Task details => Every entry should be reproduced word for word.

___ Data section

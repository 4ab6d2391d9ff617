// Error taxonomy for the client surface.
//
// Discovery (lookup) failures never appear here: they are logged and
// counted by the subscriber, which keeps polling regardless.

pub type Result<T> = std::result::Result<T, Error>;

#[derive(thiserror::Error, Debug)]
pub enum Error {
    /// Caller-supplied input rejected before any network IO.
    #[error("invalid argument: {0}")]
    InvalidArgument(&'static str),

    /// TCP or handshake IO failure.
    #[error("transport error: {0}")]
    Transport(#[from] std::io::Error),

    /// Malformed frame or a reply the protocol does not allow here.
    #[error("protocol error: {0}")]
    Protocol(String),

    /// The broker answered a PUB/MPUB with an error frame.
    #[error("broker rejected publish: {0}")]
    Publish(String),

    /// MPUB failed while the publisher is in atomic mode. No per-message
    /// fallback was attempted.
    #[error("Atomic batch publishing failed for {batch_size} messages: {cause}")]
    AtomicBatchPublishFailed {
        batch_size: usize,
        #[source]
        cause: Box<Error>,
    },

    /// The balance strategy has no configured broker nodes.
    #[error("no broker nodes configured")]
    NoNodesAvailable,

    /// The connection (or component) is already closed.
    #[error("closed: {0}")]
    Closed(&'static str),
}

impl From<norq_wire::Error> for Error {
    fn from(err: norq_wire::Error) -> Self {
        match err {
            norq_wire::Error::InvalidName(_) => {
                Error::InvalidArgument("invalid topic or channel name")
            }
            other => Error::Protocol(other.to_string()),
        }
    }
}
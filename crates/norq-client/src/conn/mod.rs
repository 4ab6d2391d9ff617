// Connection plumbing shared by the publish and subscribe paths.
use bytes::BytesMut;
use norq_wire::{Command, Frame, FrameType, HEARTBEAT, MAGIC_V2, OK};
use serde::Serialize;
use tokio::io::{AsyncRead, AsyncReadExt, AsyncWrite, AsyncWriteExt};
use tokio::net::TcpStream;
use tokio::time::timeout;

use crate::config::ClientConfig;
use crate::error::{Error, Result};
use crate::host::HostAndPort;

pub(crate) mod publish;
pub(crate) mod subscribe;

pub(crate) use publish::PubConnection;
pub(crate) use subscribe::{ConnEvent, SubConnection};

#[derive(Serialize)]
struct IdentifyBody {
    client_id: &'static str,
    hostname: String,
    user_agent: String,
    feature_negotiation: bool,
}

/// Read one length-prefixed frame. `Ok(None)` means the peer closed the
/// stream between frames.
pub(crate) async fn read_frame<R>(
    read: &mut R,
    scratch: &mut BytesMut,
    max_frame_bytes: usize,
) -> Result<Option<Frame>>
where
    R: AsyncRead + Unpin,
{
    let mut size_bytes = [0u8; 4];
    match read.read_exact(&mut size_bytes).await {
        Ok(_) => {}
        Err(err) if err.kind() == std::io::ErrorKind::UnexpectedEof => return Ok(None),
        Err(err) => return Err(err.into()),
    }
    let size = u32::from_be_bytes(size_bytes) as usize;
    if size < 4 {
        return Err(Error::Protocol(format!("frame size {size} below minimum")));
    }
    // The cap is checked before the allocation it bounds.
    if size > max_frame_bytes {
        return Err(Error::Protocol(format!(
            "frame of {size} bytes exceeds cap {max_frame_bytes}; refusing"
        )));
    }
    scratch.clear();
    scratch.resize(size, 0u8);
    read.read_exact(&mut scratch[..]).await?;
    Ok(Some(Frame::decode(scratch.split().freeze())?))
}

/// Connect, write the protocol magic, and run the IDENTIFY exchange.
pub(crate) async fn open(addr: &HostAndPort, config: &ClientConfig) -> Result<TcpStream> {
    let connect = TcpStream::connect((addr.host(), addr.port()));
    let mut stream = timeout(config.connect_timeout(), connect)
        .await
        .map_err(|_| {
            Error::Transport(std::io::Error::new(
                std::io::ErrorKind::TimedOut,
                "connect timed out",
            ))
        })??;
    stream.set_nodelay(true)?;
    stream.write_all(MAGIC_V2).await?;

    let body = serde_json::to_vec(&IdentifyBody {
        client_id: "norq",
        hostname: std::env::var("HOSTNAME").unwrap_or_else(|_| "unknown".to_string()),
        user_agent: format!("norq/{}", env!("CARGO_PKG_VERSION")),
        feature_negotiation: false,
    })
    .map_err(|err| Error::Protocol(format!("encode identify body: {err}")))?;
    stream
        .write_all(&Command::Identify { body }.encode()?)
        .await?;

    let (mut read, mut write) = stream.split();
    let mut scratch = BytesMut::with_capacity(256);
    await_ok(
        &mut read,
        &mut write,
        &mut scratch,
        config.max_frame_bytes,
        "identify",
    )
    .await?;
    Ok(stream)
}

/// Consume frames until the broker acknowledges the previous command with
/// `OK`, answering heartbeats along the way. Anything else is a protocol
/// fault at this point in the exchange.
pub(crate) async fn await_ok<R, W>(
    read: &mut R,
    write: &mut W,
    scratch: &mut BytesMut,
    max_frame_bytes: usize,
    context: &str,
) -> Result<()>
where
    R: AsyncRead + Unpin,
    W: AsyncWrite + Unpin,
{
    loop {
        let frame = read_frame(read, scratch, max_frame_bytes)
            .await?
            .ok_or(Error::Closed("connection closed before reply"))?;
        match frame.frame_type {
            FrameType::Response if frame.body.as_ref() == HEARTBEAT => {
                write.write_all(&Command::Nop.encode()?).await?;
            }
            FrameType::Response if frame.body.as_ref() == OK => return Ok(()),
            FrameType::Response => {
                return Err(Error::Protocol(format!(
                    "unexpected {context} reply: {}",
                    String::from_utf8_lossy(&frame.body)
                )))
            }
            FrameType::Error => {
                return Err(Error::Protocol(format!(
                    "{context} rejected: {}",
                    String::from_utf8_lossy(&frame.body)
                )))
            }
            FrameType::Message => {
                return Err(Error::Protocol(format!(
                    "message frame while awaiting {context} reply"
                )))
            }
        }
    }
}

______

Response =>
repository 4ab6d2391d9ff617
// Error taxonomy for the client surface.
//
// Discovery (lookup) failures never appear here: they are logged and
// counted by the subscriber, which keeps polling regardless.

pub type Result<T> = std::result::Result<T, Error>;

#[derive(thiserror::Error, Debug)]
pub enum Error {
    /// Caller-supplied input rejected before any network IO.
    #[error("invalid argument: {0}")]
    InvalidArgument(&'static str),

    /// TCP or handshake IO failure.
    #[error("transport error: {0}")]
    Transport(#[from] std::io::Error),

    /// Malformed frame or a reply the protocol does not allow here.
    #[error("protocol error: {0}")]
    Protocol(String),

    /// The broker answered a PUB/MPUB with an error frame.
    #[error("broker rejected publish: {0}")]
    Publish(String),

    /// MPUB failed while the publisher is in atomic mode. No per-message
    /// fallback was attempted.
    #[error("Atomic batch publishing failed for {batch_size} messages: {cause}")]
    AtomicBatchPublishFailed {
        batch_size: usize,
        #[source]
        cause: Box<Error>,
    },

    /// The balance strategy has no configured broker nodes.
    #[error("no broker nodes configured")]
    NoNodesAvailable,

    /// The connection (or component) is already closed.
    #[error("closed: {0}")]
    Closed(&'static str),
}

impl From<norq_wire::Error> for Error {
    fn from(err: norq_wire::Error) -> Self {
        match err {
            norq_wire::Error::InvalidName(_) => {
                Error::InvalidArgument("invalid topic or channel name")
            }
            other => Error::Protocol(other.to_string()),
        }
    }
}
filename crates/norq-client/src/conn/mod.rs
repository 4ab6d2391d9ff617
// Connection plumbing shared by the publish and subscribe paths.
use bytes::BytesMut;
use norq_wire::{Command, Frame, FrameType, HEARTBEAT, MAGIC_V2, OK};
use serde::Serialize;
use tokio::io::{AsyncRead, AsyncReadExt, AsyncWrite, AsyncWriteExt};
use tokio::net::TcpStream;
use tokio::time::timeout;

use crate::config::ClientConfig;
use crate::error::{Error, Result};
use crate::host::HostAndPort;

pub(crate) mod publish;
pub(crate) mod subscribe;

pub(crate) use publish::PubConnection;
pub(crate) use subscribe::{ConnEvent, SubConnection};

#[derive(Serialize)]
struct IdentifyBody {
    client_id: &'static str,
    hostname: String,
    user_agent: String,
    feature_negotiation: bool,
}

/// Read one length-prefixed frame. `Ok(None)` means the peer closed the
/// stream between frames.
pub(crate) async fn read_frame<R>(
    read: &mut R,
    scratch: &mut BytesMut,
    max_frame_bytes: usize,
) -> Result<Option<Frame>>
where
    R: AsyncRead + Unpin,
{
    let mut size_bytes = [0u8; 4];
    match read.read_exact(&mut size_bytes).await {
        Ok(_) => {}
        Err(err) if err.kind() == std::io::ErrorKind::UnexpectedEof => return Ok(None),
        Err(err) => return Err(err.into()),
    }
    let size = u32::from_be_bytes(size_bytes) as usize;
    if size < 4 {
        return Err(Error::Protocol(format!("frame size {size} below minimum")));
    }
    // The cap is checked before the allocation it bounds.
    if size > max_frame_bytes {
        return Err(Error::Protocol(format!(
            "frame of {size} bytes exceeds cap {max_frame_bytes}; refusing"
        )));
    }
    scratch.clear();
    scratch.resize(size, 0u8);
    read.read_exact(&mut scratch[..]).await?;
    Ok(Some(Frame::decode(scratch.split().freeze())?))
}

/// Connect, write the protocol magic, and run the IDENTIFY exchange.
pub(crate) async fn open(addr: &HostAndPort, config: &ClientConfig) -> Result<TcpStream> {
    let connect = TcpStream::connect((addr.host(), addr.port()));
    let mut stream = timeout(config.connect_timeout(), connect)
        .await
        .map_err(|_| {
            Error::Transport(std::io::Error::new(
                std::io::ErrorKind::TimedOut,
                "connect timed out",
            ))
        })??;
    stream.set_nodelay(true)?;
    stream.write_all(MAGIC_V2).await?;

    let body = serde_json::to_vec(&IdentifyBody {
        client_id: "norq",
        hostname: std::env::var("HOSTNAME").unwrap_or_else(|_| "unknown".to_string()),
        user_agent: format!("norq/{}", env!("CARGO_PKG_VERSION")),
        feature_negotiation: false,
    })
    .map_err(|err| Error::Protocol(format!("encode identify body: {err}")))?;
    stream
        .write_all(&Command::Identify { body }.encode()?)
        .await?;

    let (mut read, mut write) = stream.split();
    let mut scratch = BytesMut::with_capacity(256);
    await_ok(
        &mut read,
        &mut write,
        &mut scratch,
        config.max_frame_bytes,
        "identify",
    )
    .await?;
    Ok(stream)
}

/// Consume frames until the broker acknowledges the previous command with
/// `OK`, answering heartbeats along the way. Anything else is a protocol
/// fault at this point in the exchange.
pub(crate) async fn await_ok<R, W>(
    read: &mut R,
    write: &mut W,
    scratch: &mut BytesMut,
    max_frame_bytes: usize,
    context: &str,
) -> Result<()>
where
    R: AsyncRead + Unpin,
    W: AsyncWrite + Unpin,
{
    loop {
        let frame = read_frame(read, scratch, max_frame_bytes)
            .await?
            .ok_or(Error::Closed("connection closed before reply"))?;
        match frame.frame_type {
            FrameType::Response if frame.body.as_ref() == HEARTBEAT => {
                write.write_all(&Command::Nop.encode()?).await?;
            }
            FrameType::Response if frame.body.as_ref() == OK => return Ok(()),
            FrameType::Response => {
                return Err(Error::Protocol(format!(
                    "unexpected {context} reply: {}",
                    String::from_utf8_lossy(&frame.body)
                )))
            }
            FrameType::Error => {
                return Err(Error::Protocol(format!(
                    "{context} rejected: {}",
                    String::from_utf8_lossy(&frame.body)
                )))
            }
            FrameType::Message => {
                return Err(Error::Protocol(format!(
                    "message frame while awaiting {context} reply"
                )))
            }
        }
    }
}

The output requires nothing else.